Inanda sulcicollis

Scientific classification
- Kingdom: Animalia
- Phylum: Arthropoda
- Class: Insecta
- Order: Coleoptera
- Suborder: Polyphaga
- Infraorder: Scarabaeiformia
- Family: Scarabaeidae
- Genus: Inanda
- Species: I. sulcicollis
- Binomial name: Inanda sulcicollis (Boheman, 1857)
- Synonyms: Peritrichia sulcicollis Boheman, 1857;

= Inanda sulcicollis =

- Genus: Inanda (beetle)
- Species: sulcicollis
- Authority: (Boheman, 1857)
- Synonyms: Peritrichia sulcicollis Boheman, 1857

Species of beetle

Inanda sulcicollis is a species of beetle of the family Scarabaeidae. It is found in South Africa (North West).

== Description ==
Adults reach a length of about 5 mm.
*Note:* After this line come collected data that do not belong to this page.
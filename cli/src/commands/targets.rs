use colored::*;
use pulse_common::network::target::{self, Target};

use crate::terminal::{colors, print};

pub fn targets(q_level: u8) {
    let targets: Vec<Target> = target::default_targets();

    print::header("default targets", q_level);
    print::set_key_width(targets.iter().map(|t| t.name.as_str()));
    for target in &targets {
        print::aligned_line(&target.name, target.address().color(colors::ADDRESS));
    }
}
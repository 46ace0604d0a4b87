use tokio::net::TcpListener;

/// A listener on an ephemeral loopback port.
pub async fn listener() -> (TcpListener, u16) {
    let listener = TcpListener::bind("127.0.0.1:0").await.unwrap();
    let port: u16 = listener.local_addr().unwrap().port();
    (listener, port)
}

/// A loopback port that nothing listens on.
pub async fn closed_port() -> u16 {
    let (_listener, port) = listener().await;
    port
}
pub mod colors;
pub mod logging;
pub mod print;
pub mod spinner;
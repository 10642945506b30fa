//! Kernel scopes: isolated workspaces for extracted model files.

use std::io;
use std::path::Path;
use std::sync::atomic::{AtomicU64, Ordering};

use tempfile::TempDir;

static NEXT_KERNEL_ID: AtomicU64 = AtomicU64::new(1);

/// An isolated execution context owning its own extracted-file workspace.
///
/// Every kernel gets a private temporary directory; files extracted from
/// archives or resources land below it, so two concurrently running kernels
/// can reference equally named model files without colliding. Dropping the
/// scope removes the workspace and all extracted copies with it.
#[derive(Debug)]
pub struct KernelScope {
    id: u64,
    workspace: TempDir,
}

impl KernelScope {
    /// Create a kernel scope with its workspace in the system temp directory.
    pub fn create() -> io::Result<Self> {
        let id = NEXT_KERNEL_ID.fetch_add(1, Ordering::Relaxed);
        let workspace = tempfile::Builder::new()
            .prefix(&format!("madpack-kernel-{id}-"))
            .tempdir()?;
        tracing::debug!(kernel = id, path = %workspace.path().display(), "created kernel workspace");
        Ok(Self { id, workspace })
    }

    /// Create a kernel scope below the given work root, creating the root if
    /// necessary.
    pub fn create_in(root: &Path) -> io::Result<Self> {
        std::fs::create_dir_all(root)?;
        let id = NEXT_KERNEL_ID.fetch_add(1, Ordering::Relaxed);
        let workspace = tempfile::Builder::new()
            .prefix(&format!("kernel-{id}-"))
            .tempdir_in(root)?;
        tracing::debug!(kernel = id, path = %workspace.path().display(), "created kernel workspace");
        Ok(Self { id, workspace })
    }

    /// Process-unique identifier of this kernel.
    pub fn id(&self) -> u64 {
        self.id
    }

    /// The directory below which this kernel's extracted files are placed.
    pub fn file_dir(&self) -> &Path {
        self.workspace.path()
    }
}
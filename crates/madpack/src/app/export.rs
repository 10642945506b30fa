//! Exporting tailored model definitions as directory trees or zip archives.

use std::collections::HashSet;
use std::fs::{self, File};
use std::io;
use std::path::{Path, PathBuf};

use zip::ZipWriter;
use zip::write::SimpleFileOptions;

use crate::app::request::ExportRequest;
use crate::app::tailor::tailor;
use crate::domain::definition::ModelDefinition;
use crate::domain::errors::ExportError;
use crate::domain::file::ModelFile;
use crate::infra::finder::ModelFileFinder;
use crate::infra::persist::{
    DEFAULT_DOCUMENT_EXTENSION, ModelDefinitionPersister, ensure_zip_file_extension,
    find_persister, proposed_default_file_name, proposed_id_string,
};

/// Writes tailored model definitions plus all their required files.
///
/// All collaborators are explicit: the persisters define which document
/// formats are written (and which destination names are recognized), the
/// finder supplies byte content and archive paths for the model the exporter
/// is scoped to.
pub struct ModelDefinitionExporter {
    persisters: Vec<Box<dyn ModelDefinitionPersister>>,
    finder: ModelFileFinder,
}

impl ModelDefinitionExporter {
    pub fn new(persisters: Vec<Box<dyn ModelDefinitionPersister>>, finder: ModelFileFinder) -> Self {
        Self { persisters, finder }
    }

    /// Export with the default persister set (xml + json).
    pub fn with_default_persisters(finder: ModelFileFinder) -> Self {
        Self::new(crate::infra::persist::default_persisters(), finder)
    }

    pub fn finder(&self) -> &ModelFileFinder {
        &self.finder
    }

    /// Export the requested subset to the given destination.
    ///
    /// The destination decides the artifact kind: an existing directory, or a
    /// name matching a recognized document extension, yields a directory
    /// tree; anything else yields a zip archive (with the default zip
    /// extension appended when the name carries no recognized one). Returns
    /// the path of the written document or archive.
    pub fn export(
        &self,
        request: &ExportRequest<'_>,
        destination: &Path,
    ) -> Result<PathBuf, ExportError> {
        let file_name = destination
            .file_name()
            .map(|n| n.to_string_lossy().to_string())
            .unwrap_or_default();
        if destination.is_dir() || find_persister(&self.persisters, &file_name).is_some() {
            self.export_as_files(request, destination)
        } else {
            self.export_as_zip(request, destination)
        }
    }

    /// Export as a directory tree: the definition document at the
    /// destination, every required file at its archive-relative path.
    pub fn export_as_files(
        &self,
        request: &ExportRequest<'_>,
        destination: &Path,
    ) -> Result<PathBuf, ExportError> {
        let tailored = tailor(request)?;

        let (dest_dir, mut document_path) = if destination.is_dir() {
            let document = destination.join(document_file_name(&tailored));
            (destination.to_path_buf(), document)
        } else {
            let parent = destination.parent().unwrap_or(Path::new(".")).to_path_buf();
            (parent, destination.to_path_buf())
        };

        // fall back once to the default extension before giving up
        let mut persister = self.persister_for(&document_path);
        if persister.is_none() {
            document_path = append_extension(&document_path, DEFAULT_DOCUMENT_EXTENSION);
            persister = self.persister_for(&document_path);
        }
        let persister = persister.ok_or_else(|| ExportError::PersistenceFormat {
            name: document_path.to_string_lossy().to_string(),
        })?;

        fs::create_dir_all(&dest_dir).map_err(|err| partial(&dest_dir, err))?;
        let mut document_out =
            File::create(&document_path).map_err(|err| partial(&document_path, err))?;
        persister.save(&tailored, &mut document_out)?;

        for (archive_path, model_file) in self.required_files(&tailored) {
            let target = join_archive_path(&dest_dir, &archive_path);
            if let Some(parent) = target.parent() {
                fs::create_dir_all(parent).map_err(|err| partial(parent, err))?;
            }
            let mut stream = self.finder.open_stream(model_file)?;
            let mut out = File::create(&target).map_err(|err| partial(&target, err))?;
            io::copy(&mut stream, &mut out).map_err(|err| partial(&target, err))?;
            tracing::debug!(file = %model_file.name, target = %target.display(), "copied model file");
        }

        tracing::info!(model = %tailored.name, document = %document_path.display(), "exported model definition as files");
        Ok(document_path)
    }

    /// Export as a single zip archive: one entry per available document
    /// format, one entry per required file at its archive path.
    ///
    /// There is no transactional guarantee: a failure partway through leaves
    /// a partial archive behind, and the caller has to discard it.
    pub fn export_as_zip(
        &self,
        request: &ExportRequest<'_>,
        destination: &Path,
    ) -> Result<PathBuf, ExportError> {
        let tailored = tailor(request)?;
        let zip_path = ensure_zip_file_extension(destination);

        let out = File::create(&zip_path).map_err(|err| partial(&zip_path, err))?;
        let mut zip = ZipWriter::new(out);
        let options = SimpleFileOptions::default();

        let base_name = proposed_id_string(&tailored.name);
        for persister in &self.persisters {
            zip.start_file(
                format!("{base_name}{}", persister.file_extension()),
                options,
            )
            .map_err(|err| partial(&zip_path, io::Error::other(err)))?;
            persister.save(&tailored, &mut zip)?;
        }

        for (archive_path, model_file) in self.required_files(&tailored) {
            zip.start_file(archive_path.clone(), options)
                .map_err(|err| partial(&zip_path, io::Error::other(err)))?;
            let mut stream = self.finder.open_stream(model_file)?;
            io::copy(&mut stream, &mut zip).map_err(|err| partial(&zip_path, err))?;
        }

        zip.finish()
            .map_err(|err| partial(&zip_path, io::Error::other(err)))?;
        tracing::info!(model = %tailored.name, archive = %zip_path.display(), "exported model definition as zip");
        Ok(zip_path)
    }

    /// All files required by a tailored definition, deduplicated by archive
    /// path in first-reference order. Distinct optics may legitimately
    /// reference the same underlying file; it is still written exactly once.
    fn required_files<'m>(&self, model: &'m ModelDefinition) -> Vec<(String, &'m ModelFile)> {
        let mut seen = HashSet::new();
        let mut files = Vec::new();
        for model_file in model.required_files() {
            let archive_path = self.finder.archive_path(model_file);
            if seen.insert(archive_path.clone()) {
                files.push((archive_path, model_file));
            }
        }
        files
    }

    fn persister_for(&self, path: &Path) -> Option<&dyn ModelDefinitionPersister> {
        let name = path.file_name()?.to_string_lossy();
        find_persister(&self.persisters, &name)
    }
}

/// The document file name for a directory export: the name the definition
/// was originally loaded under, or a proposed one derived from its name.
fn document_file_name(model: &ModelDefinition) -> String {
    model
        .source_information
        .as_ref()
        .map(|info| info.file_name.clone())
        .unwrap_or_else(|| proposed_default_file_name(model))
}

fn append_extension(path: &Path, extension: &str) -> PathBuf {
    let mut name = path
        .file_name()
        .map(|n| n.to_string_lossy().to_string())
        .unwrap_or_default();
    name.push_str(extension);
    path.with_file_name(name)
}

fn join_archive_path(root: &Path, archive_path: &str) -> PathBuf {
    let mut path = root.to_path_buf();
    for segment in archive_path.split('/').filter(|s| !s.is_empty()) {
        path.push(segment);
    }
    path
}

fn partial(path: &Path, source: io::Error) -> ExportError {
    ExportError::PartialWrite {
        path: path.to_path_buf(),
        source,
    }
}

#[cfg(test)]
mod tests {
    use super::*;

    use std::collections::BTreeMap;

    use crate::domain::file::ModelPathOffsets;
    use crate::domain::machine::{RangeDefinition, SequenceDefinition};
    use crate::domain::optics::OpticsDefinition;
    use crate::infra::source::ModelSource;

    fn shared_file_model() -> (ModelDefinition, ModelFileFinder) {
        let mut model = ModelDefinition::new("demo");
        model.init_files.push(ModelFile::resource("init.madx"));
        // both optics reference the same strengths file
        model.optics_definitions.push(OpticsDefinition::new(
            "nominal",
            vec![ModelFile::resource("shared.str")],
        ));
        model.optics_definitions.push(OpticsDefinition::new(
            "squeezed",
            vec![ModelFile::resource("shared.str")],
        ));
        model.default_optics = Some("nominal".into());
        let mut sequence = SequenceDefinition::new("ring");
        sequence.range_definitions.push(RangeDefinition::new("all"));
        sequence.default_range = Some("all".into());
        model.sequence_definitions.push(sequence);
        model.default_sequence = Some("ring".into());

        let mut files = BTreeMap::new();
        files.insert("resdata/init.madx".to_string(), b"! init".to_vec());
        files.insert("resdata/shared.str".to_string(), b"! shared".to_vec());
        let finder = ModelFileFinder::new(ModelPathOffsets::default(), ModelSource::memory(files));
        (model, finder)
    }

    #[test]
    fn required_files_are_deduplicated_by_archive_path() {
        let (model, finder) = shared_file_model();
        let exporter = ModelDefinitionExporter::with_default_persisters(finder);
        let files = exporter.required_files(&model);
        let paths: Vec<&str> = files.iter().map(|(p, _)| p.as_str()).collect();
        assert_eq!(paths, vec!["resdata/init.madx", "resdata/shared.str"]);
    }

    #[test]
    fn directory_export_falls_back_to_the_default_extension() {
        let (model, finder) = shared_file_model();
        let exporter = ModelDefinitionExporter::with_default_persisters(finder);
        let dir = tempfile::tempdir().unwrap();

        let request = ExportRequest::all_from(&model);
        let document = exporter
            .export_as_files(&request, &dir.path().join("mydef"))
            .unwrap();
        assert_eq!(
            document.file_name().unwrap().to_string_lossy(),
            "mydef.jmd.xml"
        );
        assert!(document.is_file());
    }
}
They are black, with the anterior tibiae and all the tarsi piceous red, covered above and under and also on the legs with extremely long greyish flavescent hairs, and somewhat dense, ovate, greyish scales on the elytra, pronotum, pygidium and abdomen. The head is roughly punctate and the pronotum is scabroso-punctate in the anterior part, punctate in the posterior, and slightly grooved longitudinally towards the base. The elytra are very rugose, not plainly costulate, only slightly sinuate and attenuate laterally towards the apex.